— TASK STATEMENT —
Everything in the data below should be restated word for word.
[[ EXERCISE DATA, beginning ]]
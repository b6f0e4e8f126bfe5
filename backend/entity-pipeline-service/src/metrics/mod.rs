//! Prometheus metrics for the entity pipeline worker
//!
//! Recorded at the consumer edge; exposition belongs to the surrounding
//! platform.

use once_cell::sync::Lazy;
use prometheus::{register_int_counter, register_int_counter_vec, IntCounter, IntCounterVec};

/// Total pipeline runs by outcome (completed/gated/error)
static PIPELINE_RUNS_TOTAL: Lazy<IntCounterVec> = Lazy::new(|| {
    register_int_counter_vec!(
        "entity_pipeline_runs_total",
        "Total entity pipeline runs by outcome",
        &["outcome"]
    )
    .expect("failed to register entity_pipeline_runs_total")
});

/// Entities persisted per kind
static ENTITIES_PERSISTED_TOTAL: Lazy<IntCounterVec> = Lazy::new(|| {
    register_int_counter_vec!(
        "entity_pipeline_entities_total",
        "Entity rows ensured by the pipeline, per kind",
        &["entity"]
    )
    .expect("failed to register entity_pipeline_entities_total")
});

/// Mention notifications published
static NOTIFICATIONS_PUBLISHED_TOTAL: Lazy<IntCounter> = Lazy::new(|| {
    register_int_counter!(
        "entity_pipeline_mention_notifications_total",
        "Mention notification events published"
    )
    .expect("failed to register entity_pipeline_mention_notifications_total")
});

/// Federation delivery signals published
static DELIVERY_SIGNALS_TOTAL: Lazy<IntCounter> = Lazy::new(|| {
    register_int_counter!(
        "entity_pipeline_delivery_signals_total",
        "Federation delivery signals published"
    )
    .expect("failed to register entity_pipeline_delivery_signals_total")
});

/// Record a pipeline run outcome
pub fn record_run(outcome: &str) {
    PIPELINE_RUNS_TOTAL.with_label_values(&[outcome]).inc();
}

/// Record persisted entities of one kind
pub fn record_entities(entity: &str, count: u64) {
    if count > 0 {
        ENTITIES_PERSISTED_TOTAL
            .with_label_values(&[entity])
            .inc_by(count);
    }
}

/// Record published mention notifications
pub fn record_notifications(count: u64) {
    if count > 0 {
        NOTIFICATIONS_PUBLISHED_TOTAL.inc_by(count);
    }
}

/// Record one published delivery signal
pub fn record_delivery_signal() {
    DELIVERY_SIGNALS_TOTAL.inc();
}
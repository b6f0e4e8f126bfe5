//! Entity pipeline worker.
//!
//! Lexes post captions into hashtags, mentions and URLs, renders the
//! linkified HTML-safe caption, persists normalized entity rows and emits a
//! notification event per freshly created mention.

pub mod config;
pub mod consumers;
pub mod error;
pub mod metrics;
pub mod models;
pub mod repository;
pub mod services;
[[ EXERCISE DATA, end ]]
— WRITTEN ANSWER —
repository b6f0e4e8f126bfe5
filename backend/entity-pipeline-service/src/metrics/mod.rs
//! Prometheus metrics for the entity pipeline worker
//!
//! Recorded at the consumer edge; exposition belongs to the surrounding
//! platform.

use once_cell::sync::Lazy;
use prometheus::{register_int_counter, register_int_counter_vec, IntCounter, IntCounterVec};

/// Total pipeline runs by outcome (completed/gated/error)
static PIPELINE_RUNS_TOTAL: Lazy<IntCounterVec> = Lazy::new(|| {
    register_int_counter_vec!(
        "entity_pipeline_runs_total",
        "Total entity pipeline runs by outcome",
        &["outcome"]
    )
    .expect("failed to register entity_pipeline_runs_total")
});

/// Entities persisted per kind
static ENTITIES_PERSISTED_TOTAL: Lazy<IntCounterVec> = Lazy::new(|| {
    register_int_counter_vec!(
        "entity_pipeline_entities_total",
        "Entity rows ensured by the pipeline, per kind",
        &["entity"]
    )
    .expect("failed to register entity_pipeline_entities_total")
});

/// Mention notifications published
static NOTIFICATIONS_PUBLISHED_TOTAL: Lazy<IntCounter> = Lazy::new(|| {
    register_int_counter!(
        "entity_pipeline_mention_notifications_total",
        "Mention notification events published"
    )
    .expect("failed to register entity_pipeline_mention_notifications_total")
});

/// Federation delivery signals published
static DELIVERY_SIGNALS_TOTAL: Lazy<IntCounter> = Lazy::new(|| {
    register_int_counter!(
        "entity_pipeline_delivery_signals_total",
        "Federation delivery signals published"
    )
    .expect("failed to register entity_pipeline_delivery_signals_total")
});

/// Record a pipeline run outcome
pub fn record_run(outcome: &str) {
    PIPELINE_RUNS_TOTAL.with_label_values(&[outcome]).inc();
}

/// Record persisted entities of one kind
pub fn record_entities(entity: &str, count: u64) {
    if count > 0 {
        ENTITIES_PERSISTED_TOTAL
            .with_label_values(&[entity])
            .inc_by(count);
    }
}

/// Record published mention notifications
pub fn record_notifications(count: u64) {
    if count > 0 {
        NOTIFICATIONS_PUBLISHED_TOTAL.inc_by(count);
    }
}

/// Record one published delivery signal
pub fn record_delivery_signal() {
    DELIVERY_SIGNALS_TOTAL.inc();
}
repository b6f0e4e8f126bfe5
//! Entity pipeline worker.
//!
//! Lexes post captions into hashtags, mentions and URLs, renders the
//! linkified HTML-safe caption, persists normalized entity rows and emits a
//! notification event per freshly created mention.

pub mod config;
pub mod consumers;
pub mod error;
pub mod metrics;
pub mod models;
pub mod repository;
pub mod services;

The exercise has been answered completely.